Human brains have 86 billion neurons (8.6 x 1010); neuroscientists investigate how these connect with each other and with other parts of the nervous system and the rest of the body. SO, IT IS=> Correlation between behaviour and things that can be observed in the brain of people when making decisions. Instead of us, firms would like to look at some strategies on what happens in our brain when we buy or not buy a thing, but why. (Ex. We are tired. Why? Ex. A specific product will be at the end of the supermarket because we are more prone to buy it) NEUROSCIENCES FIELDS Behavioural neuroscience: This is the study of how the brain affects behaviour. Cognitive neuroscience: This looks at how the brain forms and controls, thoughts and the neural factors that underlie those processes. During research, scientists measure brain activity while people carry out tasks. This field combines neuroscience with the cognitive sciences of psychology and psychiatry. Cultural neuroscience: This field looks at the interaction between cultural factors and genomic, neural, and psychological processes. It is a new discipline that may help explain variations in health measures between different populations. Findings may also help scientists to avoid cultural bias when designing experiments. Social neuroscience: this is an interdisciplinary field dedicated to understanding how biological systems implement social processes and behaviour. Social neuroscience gathers biological concepts and methods to inform and refine theories of social behaviour.
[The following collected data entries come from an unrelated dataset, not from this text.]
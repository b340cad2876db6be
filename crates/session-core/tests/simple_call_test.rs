//! Simple test to verify basic calling works before testing transfer

use std::sync::Arc;
use std::time::Duration;
use async_trait::async_trait;

use rvoip_session_core::{
    SessionManagerBuilder,
    api::{
        types::{IncomingCall, CallSession, CallDecision},
        handlers::CallHandler,
    },
};

#[derive(Debug)]
struct SimpleHandler {
    name: String,
}

impl SimpleHandler {
    fn new(name: &str) -> Self {
        Self { name: name.to_string() }
    }
}

#[async_trait]
impl CallHandler for SimpleHandler {
    async fn on_incoming_call(&self, call: IncomingCall) -> CallDecision {
        println!("   {} received call from: {}", self.name, call.from);
        CallDecision::Accept(None)
    }
    
    async fn on_call_established(&self, _: CallSession, _: Option<String>, _: Option<String>) {
        println!("   {} call established", self.name);
    }
    
    async fn on_call_ended(&self, _: CallSession, reason: &str) {
        println!("   {} call ended: {}", self.name, reason);
    }
}

#[tokio::test]
async fn test_simple_call() {
    println!("\n🧪 Testing simple call Alice -> Bob\n");
    
    // Create Alice
    println!("Creating Alice...");
    let alice = SessionManagerBuilder::new()
        .with_sip_port(5060)
        .with_local_address("sip:alice@127.0.0.1:5060")
        .with_handler(Arc::new(SimpleHandler::new("Alice")))
        .build()
        .await
        .expect("Failed to create Alice");
    
    // Create Bob
    println!("Creating Bob...");
    let bob = SessionManagerBuilder::new()
        .with_sip_port(5061)
        .with_local_address("sip:bob@127.0.0.1:5061")
        .with_handler(Arc::new(SimpleHandler::new("Bob")))
        .build()
        .await
        .expect("Failed to create Bob");
    
    // Wait for initialization
    tokio::time::sleep(Duration::from_millis(500)).await;
    
    // Alice calls Bob
    println!("\n📞 Alice calling Bob...");
    let call = alice.create_outgoing_call(
        "sip:alice@127.0.0.1:5060",
        "sip:bob@127.0.0.1:5061",
        None,
    ).await.expect("Failed to create call");
    
    println!("Call created with ID: {}", call.id);
    
    // Wait for call to establish
    tokio::time::sleep(Duration::from_secs(2)).await;
    
    println!("✅ Test complete");
    
    alice.stop().await.ok();
    bob.stop().await.ok();
}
It uses social and behavioural concepts and data to refine neural organization and function theories. How social nature of people can affect in social activity? BEHAVIOURAL ECONOMICS In order to understand neuromarketing, which is an application of neuroscience, we need to go back understanding the theory of irrational behaviour of economic decisions, how it has evolved through today’s application of consumer neuroscience. It all started with behavioural economics indeed. (Economics in the sense of theory of decision. People behave rationally we can study it making a formula, mathematical one to predict behaviour):
We have a common set of cognitive skills that are reflected in similar decision habits. But we also bring with us a common set of limitations on our thinking skills that can make our choices far from optimal (Hastie and Dawes 2001, 2). A central focus of behavioural decision researchers, then, is to identify the common set of cognitive skills, their benefits and limitations, and to explore how they help produce observable behaviour. They are not rational but act in a very predictable way. If everyone was different there could be not theory, but if on average they act the same way is ok. People want to be accepted, so being part of the group is of essence. RATIONAL OR IRRATIONAL is a very relative term, if we want to be part of our group also something irrational may become rational. Basically, behavioural decision making is the field that studies how people make decisions. Because all types of people are making all sorts of decisions all the time, the field is potentially very broad. What has characterized the field both historically and theoretically is the comparison of actual decision making with certain principles of rationality in decision making (Dawes 1998, 497). THEORY OF RATIONAL DECISION MAKING (a) Do people perform the way that the models claim they should? How should people decide? (b) If not, how can people be helped to improve their performance? PREDICTABLE IRRATIONALITY People are not rational, not all the time, they make irrational decision which are very similar among them. Fortunately, after a lot of research and hypothesis testing, trends and concepts have emerged. And one really great thing has been discovered: While people are not logical or rational, they are very PREDICTABLE (Dan Ariely's book, Predictably Irrational, consistently shows this). Our brains evolved over a long time and have generally formed the same rules of thumb, scanning mechanisms, and other behaviours In order to understand how people behave in irrationally predictable ways, we can explore how brain works (briefly) HEURISTICS AND BIASES
How they apply to economics? Heuristics are based on practical intuitions. The heuristics and biases terms were identified by Tversky and Kahneman 1974 Science paper ‘Judgment under Uncertainty: Heuristics and biases’ and a 1982 volume with the same title (Kahneman, Slovic and Tversky 1982) We will study what heuristics and biases are (some) and see how they apply to economics and ultimately can help understanding marketing strategies People decide according to very few practical heuristic principles, instead of using the mathematical theory of 19th^ century, people use heuristic principles. ‘Judgment under Uncertainty: Heuristics and biases’ (Tversky and Kahneman 1974) “This article shows that people rely on a limited number of heuristic principles which reduce the complex tasks of assessing probabilities and predicting values to simpler judgmental operations” (Tversky and Kahneman 1974, 1124) “In general, these heuristics are quite useful, but sometimes they lead to severe and systematic error” (Tversky and Kahneman 1974, 1124). TO SUM UP We move from TRADITIONAL ECONOMICS to BEHAVIORAL ECONOMICS - > Observation of irrationality: HEURISTICS AND BIASES! Can we measure more directly the presence of biases without asking people directly (and perhaps avoid some of the biases)? Neuromarketing: physiological measures of brain activities (various ways) related to biases and irrational behaviours - > SOME EXAMPLES Can we fix biases? Or use them in a positive way? NUDGES=> A WAY TO MAKE PEOPLE MAKE THE RATIONAL DEICSION WITHOUT FORCING THEM. EX. Participation to organ donation, seeing the percentage of people deciding to donate organs. Spain was high, Italy medium, reasons may be cultural and so on. They found out that there is a problem in some countries you must decide to be part of the group which donates, in some others you are automatically in the group, but you can decide to opt out.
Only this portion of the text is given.